Last November, I visited Beijing and whilst there went to visit the “Forbidden City”. The Forbidden City was the residence of the Emperor except for some of the summer months when he went to his Summer Palace. The Forbidden City was a very luxurious place where the Chinese Emperor and his court and his concubines lived in great splendour and sumptuousness. The Chinese Emperor who built both these palaces was Kublai Khan, the grandson of Genghis Khan. Kublai established the Yuan dynasty that ruled over Mongolia and China.
It is interesting that Kublai trying to unite the two peoples sought to find a name for the new dynasty. If he anointed his dynasty with a Mongol name in honouring his own tradition, he would alienate the Chinese. His advisor, Liu Bingzhong came up with the solution. The first word in the great book of divination, the I Ching, is “yuan”. The dictionary definition of yuan is first, principal, fundamental. But more than this yuan implies the ultimate source, the movement behind the absolute origin of the universe. It is obvious that Kublai thought big! He consequently called his rulership the Yuan Dynasty. Interestingly enough yuan still prevails as the name of the Chinese currency.
Kublai’s main residence was in Beijing, than called Dadu. But he also built a marvellous palace, his summer palace, in Jangh Du province. The Venetian explorer and trader Marco Polo, after a long and arduous journey found himself in the emperor’s summer palace around 1275 in what is now called Inner Mongolia. Marco Polo translated the name of the palace as Xanadu (an interpretation of Jhang Du.). Marco Polo earned the confidence of the emperor and acted as his emissary and even for a time ruled as Governor of one of the emperor’s regional dynasties.
Kublai Khan was a tolerant and conciliatory leader striving to unite the Mongolian and Chinese peoples over whom he ruled. In the summer palace, after some initial conflict, he allowed the Taoists and the Buddhists each to establish temples and to promote their religious beliefs without impediment by the State. He was also interested in Christianity and had previously asked the Polos, (Marco’s father and uncle had been to China before) to bring him emissaries from the Pope so that he might understand that religion. Due to machinations in the church at that time they were unable to meet the Emperor’s request.

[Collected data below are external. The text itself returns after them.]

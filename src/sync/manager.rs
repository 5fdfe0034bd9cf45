//! Per-mailbox connection lifecycle

use super::backoff::Backoff;
use super::metrics;
use super::pipeline::{run_cycle, PoisonTracker, PollReport};
use super::state::ManagerState;
use super::{SyncContext, SyncError, SyncEvent};
use crate::model::{Mailbox, MailboxId, SyncState};
use crate::protocol::MailSession;
use chrono::Utc;
use tokio::sync::watch;
use tokio::time::Instant;

/// Owns one mailbox's connection, cursor and poll cycle
///
/// Every operation takes `&mut self`, so a manager is driven by exactly one
/// control loop (see [`super::ManagerHandle`]). The state enum is the only
/// record of where the manager is in its lifecycle; it is published on a
/// watch channel for the reconciler and the API.
pub struct MailboxManager {
    mailbox: Mailbox,
    ctx: SyncContext,
    state: ManagerState,
    state_tx: watch::Sender<ManagerState>,
    sync_state: Option<SyncState>,
    session: Option<Box<dyn MailSession>>,
    backoff: Backoff,
    retry_at: Option<Instant>,
    poison: PoisonTracker,
}

impl MailboxManager {
    pub fn new(mailbox: Mailbox, ctx: SyncContext) -> Self {
        let (state_tx, _) = watch::channel(ManagerState::Idle);
        let backoff = Backoff::new(ctx.backoff.clone());
        Self {
            mailbox,
            ctx,
            state: ManagerState::Idle,
            state_tx,
            sync_state: None,
            session: None,
            backoff,
            retry_at: None,
            poison: PoisonTracker::default(),
        }
    }

    pub fn mailbox(&self) -> &Mailbox {
        &self.mailbox
    }

    pub fn mailbox_id(&self) -> MailboxId {
        self.mailbox.id
    }

    pub(crate) fn context(&self) -> &SyncContext {
        &self.ctx
    }

    pub fn state(&self) -> ManagerState {
        self.state
    }

    pub fn subscribe_state(&self) -> watch::Receiver<ManagerState> {
        self.state_tx.subscribe()
    }

    pub fn sync_state(&self) -> Option<&SyncState> {
        self.sync_state.as_ref()
    }

    pub fn is_connected(&self) -> bool {
        self.session.is_some()
    }

    /// When the next connection attempt is due, while backing off
    pub fn retry_at(&self) -> Option<Instant> {
        match self.state {
            ManagerState::Backoff { .. } => self.retry_at,
            _ => None,
        }
    }

    fn transition(&mut self, next: ManagerState) -> bool {
        if !self.state.can_transition_to(&next) {
            tracing::warn!(
                mailbox_id = self.mailbox.id,
                from = %self.state,
                to = %next,
                "Ignoring illegal state transition"
            );
            return false;
        }

        tracing::trace!(mailbox_id = self.mailbox.id, from = %self.state, to = %next, "State change");
        self.state = next;
        self.state_tx.send_replace(next);
        true
    }

    /// Load the sync state, creating it on first encounter
    pub async fn initialize(&mut self) -> Result<(), SyncError> {
        let state = self
            .ctx
            .store
            .get_or_create_sync_state(self.mailbox.id)
            .await
            .map_err(|e| SyncError::Persistence(format!("sync state unavailable: {}", e)))?;

        tracing::debug!(
            mailbox_id = self.mailbox.id,
            cursor = state.cursor,
            baselined = state.is_baselined(),
            "Manager initialized"
        );
        self.sync_state = Some(state);
        Ok(())
    }

    /// Connect, authenticate and open the folder
    ///
    /// The first successful connect of a mailbox performs baseline-and-skip:
    /// everything already in the folder is treated as history.
    pub async fn connect(&mut self) -> Result<(), SyncError> {
        if self.session.is_some() {
            return Ok(());
        }
        let Some(sync_state) = self.sync_state.clone() else {
            return Err(SyncError::Persistence(
                "connect before initialize".to_string(),
            ));
        };
        if !self.transition(ManagerState::Connecting) {
            return Err(SyncError::TransientConnection(format!(
                "cannot connect from state {}",
                self.state
            )));
        }

        let mut session = match self.ctx.client.connect(&self.mailbox).await {
            Ok(session) => session,
            Err(e) => return Err(self.connection_failed(e.into())),
        };

        let uid_next = match session.open(&self.mailbox.folder).await {
            Ok(uid_next) => uid_next,
            Err(e) => {
                let _ = session.logout().await;
                return Err(self.connection_failed(e.into()));
            }
        };

        self.transition(ManagerState::Authenticated);
        self.session = Some(session);
        tracing::info!(
            mailbox_id = self.mailbox.id,
            folder = %self.mailbox.folder,
            uid_next,
            "Connected"
        );
        self.ctx.emit(SyncEvent::Connected {
            mailbox_id: self.mailbox.id,
        });

        if !sync_state.is_baselined() {
            let baselined = sync_state.baselined(uid_next, Utc::now());
            if let Err(e) = self.ctx.store.update_sync_state(&baselined).await {
                self.drop_session().await;
                return Err(self.connection_failed(SyncError::Persistence(format!(
                    "baseline not persisted: {}",
                    e
                ))));
            }

            tracing::info!(
                mailbox_id = self.mailbox.id,
                cursor = baselined.cursor,
                "Baseline set, existing messages skipped"
            );
            self.ctx.emit(SyncEvent::Baselined {
                mailbox_id: self.mailbox.id,
                cursor: baselined.cursor,
            });
            self.sync_state = Some(baselined);
        }

        self.backoff.reset();
        self.retry_at = None;
        Ok(())
    }

    /// Dispatch a connection failure on its kind
    fn connection_failed(&mut self, err: SyncError) -> SyncError {
        if let SyncError::Authentication(ref reason) = err {
            metrics::record_connection_failure("auth");
            self.transition(ManagerState::Terminated);
            tracing::error!(
                mailbox_id = self.mailbox.id,
                reason = %reason,
                "Authentication rejected, manager terminated"
            );
            self.ctx.emit(SyncEvent::Terminated {
                mailbox_id: self.mailbox.id,
                reason: reason.clone(),
            });
            return err;
        }

        metrics::record_connection_failure("transient");
        self.enter_backoff(&err);
        err
    }

    fn enter_backoff(&mut self, cause: &SyncError) {
        let (attempt, delay) = self.backoff.next_delay();
        let delay_ms = u64::try_from(delay.as_millis()).unwrap_or(u64::MAX);

        if self.transition(ManagerState::Backoff { attempt, delay_ms }) {
            self.retry_at = Some(Instant::now() + delay);
            tracing::warn!(
                mailbox_id = self.mailbox.id,
                attempt,
                delay_ms,
                error = %cause,
                "Connection failed, backing off"
            );
            self.ctx.emit(SyncEvent::Backoff {
                mailbox_id: self.mailbox.id,
                attempt,
                delay_ms,
            });
        }
    }

    /// Run one poll cycle
    ///
    /// Returns `None` without doing anything unless the manager is connected,
    /// baselined and not already polling.
    pub async fn poll_once(&mut self) -> Option<PollReport> {
        let ready = matches!(self.state, ManagerState::Idle | ManagerState::Authenticated)
            && self.session.is_some()
            && self
                .sync_state
                .as_ref()
                .is_some_and(SyncState::is_baselined);
        if !ready {
            tracing::debug!(mailbox_id = self.mailbox.id, state = %self.state, "Poll skipped");
            return None;
        }

        self.transition(ManagerState::Polling);
        let started = std::time::Instant::now();

        let (Some(session), Some(sync_state)) = (self.session.as_mut(), self.sync_state.as_mut())
        else {
            return None;
        };
        let report = run_cycle(
            &self.ctx,
            self.mailbox.id,
            session.as_mut(),
            sync_state,
            &mut self.poison,
        )
        .await;

        sync_state.last_synced_at = Some(Utc::now());
        if let Err(e) = self.ctx.store.update_sync_state(sync_state).await {
            tracing::warn!(mailbox_id = self.mailbox.id, error = %e, "Failed to record poll time");
        }

        let outcome = match &report.halted {
            None => "ok",
            Some(err) => {
                metrics::record_sync_error(err.kind());
                err.kind()
            }
        };
        metrics::record_poll_duration(outcome, started.elapsed().as_secs_f64());

        if report.stored > 0 || report.halted.is_some() {
            tracing::info!(
                mailbox_id = self.mailbox.id,
                stored = report.stored,
                duplicates = report.duplicates,
                skipped = report.skipped_poison,
                halted = ?report.halted,
                "Poll completed"
            );
        }

        if report.connection_lost {
            self.drop_session().await;
            let cause = report
                .halted
                .clone()
                .unwrap_or_else(|| SyncError::SearchOrFetch("connection lost".to_string()));
            metrics::record_connection_failure("transient");
            self.enter_backoff(&cause);
        } else {
            self.transition(ManagerState::Idle);
        }

        self.ctx.emit(SyncEvent::PollCompleted {
            mailbox_id: self.mailbox.id,
            report: report.clone(),
        });
        Some(report)
    }

    async fn drop_session(&mut self) {
        if let Some(mut session) = self.session.take() {
            if let Err(e) = session.logout().await {
                tracing::debug!(mailbox_id = self.mailbox.id, error = %e, "Logout failed");
            }
        }
    }

    /// Log out if connected and return to idle
    pub async fn disconnect(&mut self) {
        self.drop_session().await;
        self.retry_at = None;
        if !matches!(self.state, ManagerState::Idle | ManagerState::Terminated) {
            self.transition(ManagerState::Idle);
        }
        tracing::debug!(mailbox_id = self.mailbox.id, "Disconnected");
    }
}
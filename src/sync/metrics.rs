//! Prometheus metrics for the sync engine
//!
//! Exported as text at `GET /metrics` by the control-plane API.

use lazy_static::lazy_static;
use prometheus::{
    register_counter_vec, register_gauge, register_gauge_vec, register_histogram_vec, CounterVec,
    Encoder, Gauge, GaugeVec, HistogramVec, TextEncoder,
};

lazy_static! {
    /// Histogram: poll cycle duration (seconds)
    pub static ref POLL_DURATION: HistogramVec = register_histogram_vec!(
        "mailsync_poll_duration_seconds",
        "Duration of mailbox poll cycles",
        &["outcome"],
        vec![0.05, 0.1, 0.5, 1.0, 2.5, 5.0, 10.0, 30.0, 60.0]
    )
    .expect("Failed to create poll_duration metric");

    /// Counter: messages by pipeline outcome (stored, duplicate, skipped)
    pub static ref MESSAGES: CounterVec = register_counter_vec!(
        "mailsync_messages_total",
        "Messages processed by the pipeline, by outcome",
        &["outcome"]
    )
    .expect("Failed to create messages metric");

    /// Counter: connection failures by kind (auth, transient)
    pub static ref CONNECTION_FAILURES: CounterVec = register_counter_vec!(
        "mailsync_connection_failures_total",
        "Connection failures by kind",
        &["kind"]
    )
    .expect("Failed to create connection_failures metric");

    /// Counter: poll cycles halted early, by error kind
    pub static ref SYNC_ERRORS: CounterVec = register_counter_vec!(
        "mailsync_sync_errors_total",
        "Poll cycles halted early, by error kind",
        &["kind"]
    )
    .expect("Failed to create sync_errors metric");

    /// Counter: notification deliveries by status
    pub static ref NOTIFICATIONS: CounterVec = register_counter_vec!(
        "mailsync_notifications_total",
        "Notification deliveries by status",
        &["status"]
    )
    .expect("Failed to create notifications metric");

    /// Gauge: managers per lifecycle state
    pub static ref MANAGERS: GaugeVec = register_gauge_vec!(
        "mailsync_managers",
        "Mailbox managers by lifecycle state",
        &["state"]
    )
    .expect("Failed to create managers metric");

    /// Gauge: mailboxes currently managed by this instance
    pub static ref MANAGED_MAILBOXES: Gauge = register_gauge!(
        "mailsync_managed_mailboxes",
        "Number of mailboxes managed by this instance"
    )
    .expect("Failed to create managed_mailboxes metric");

    /// Counter: reconcile cycles by status
    pub static ref RECONCILE_CYCLES: CounterVec = register_counter_vec!(
        "mailsync_reconcile_cycles_total",
        "Reconcile cycles by status",
        &["status"]
    )
    .expect("Failed to create reconcile_cycles metric");

    /// Gauge: daemon health status (1 = healthy, 0 = unhealthy)
    pub static ref HEALTH_STATUS: Gauge = register_gauge!(
        "mailsync_health_status",
        "Daemon health status (1 = healthy, 0 = unhealthy)"
    )
    .expect("Failed to create health_status metric");
}

/// Record a poll cycle duration
pub fn record_poll_duration(outcome: &str, duration_secs: f64) {
    POLL_DURATION
        .with_label_values(&[outcome])
        .observe(duration_secs);
}

pub fn record_message(outcome: &str) {
    MESSAGES.with_label_values(&[outcome]).inc();
}

pub fn record_connection_failure(kind: &str) {
    CONNECTION_FAILURES.with_label_values(&[kind]).inc();
}

pub fn record_sync_error(kind: &str) {
    SYNC_ERRORS.with_label_values(&[kind]).inc();
}

pub fn record_notification(status: &str) {
    NOTIFICATIONS.with_label_values(&[status]).inc();
}

/// Replace the per-state manager counts
pub fn set_manager_states<'a>(counts: impl IntoIterator<Item = (&'a str, usize)>) {
    MANAGERS.reset();
    for (state, count) in counts {
        MANAGERS.with_label_values(&[state]).set(count as f64);
    }
}

pub fn set_managed_mailboxes(count: usize) {
    MANAGED_MAILBOXES.set(count as f64);
}

pub fn record_reconcile_cycle(status: &str) {
    RECONCILE_CYCLES.with_label_values(&[status]).inc();
}

/// Set health status
pub fn set_health_status(healthy: bool) {
    HEALTH_STATUS.set(if healthy { 1.0 } else { 0.0 });
}

/// Encode all metrics as Prometheus text format
pub fn encode_metrics() -> String {
    let encoder = TextEncoder::new();
    let metric_families = prometheus::gather();
    let mut buffer = Vec::new();
    if let Err(e) = encoder.encode(&metric_families, &mut buffer) {
        tracing::warn!(error = %e, "Failed to encode metrics");
        return String::new();
    }
    String::from_utf8(buffer).unwrap_or_default()
}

The travels of Marco Polo constituted a marvellous adventure. He travelled to places where Europeans had not previously ventured. He had been a confidante in the court of the Emperor and had become a trusted emissary. But finally, in 1296 after an absence of twenty five years he (who had also been accompanied by his father and uncle) returned to Venice.
One might have thought that would have been sufficient adventures for the Venetian. But in 1298 Marco Polo became involved in a naval battle between the Venetians and the Genoese. The Genoese prevailed and in the aftermath Marco Polo was captured and thrown into prison. Fortuitously, a fellow prisoner turned out to be a minor writer of romance called Rustichello (or Rusticiano – there are various spellings). Rustichello became Marco Polo’s ghost writer and thus his extraordinary adventures were recorded for posterity.
Modern scholars dispute some of Marco Polo’s claims but have found sufficient corroboration to have us believe that most of his recorded story is true. It is surmised that he was encouraged by his ghost writer to occasionally enhance his story to titillate his expected audience.
Marco Polo’s adventures soon became well known and stimulated an interest throughout the Western world in the exotic East.
Let us concede that some of Marco Polo’s reminiscences may have been a little fanciful. But if we move forward another five hundred years we find the most creative and engaging fancy one could imagine intersecting with the history of Marco Polo. The architect of this fancy is one Samuel Taylor Coleridge.
One of Coleridge’s favourite notions was that of a correspondence between fancy and imagination on the one hand and delirium and mania on the other.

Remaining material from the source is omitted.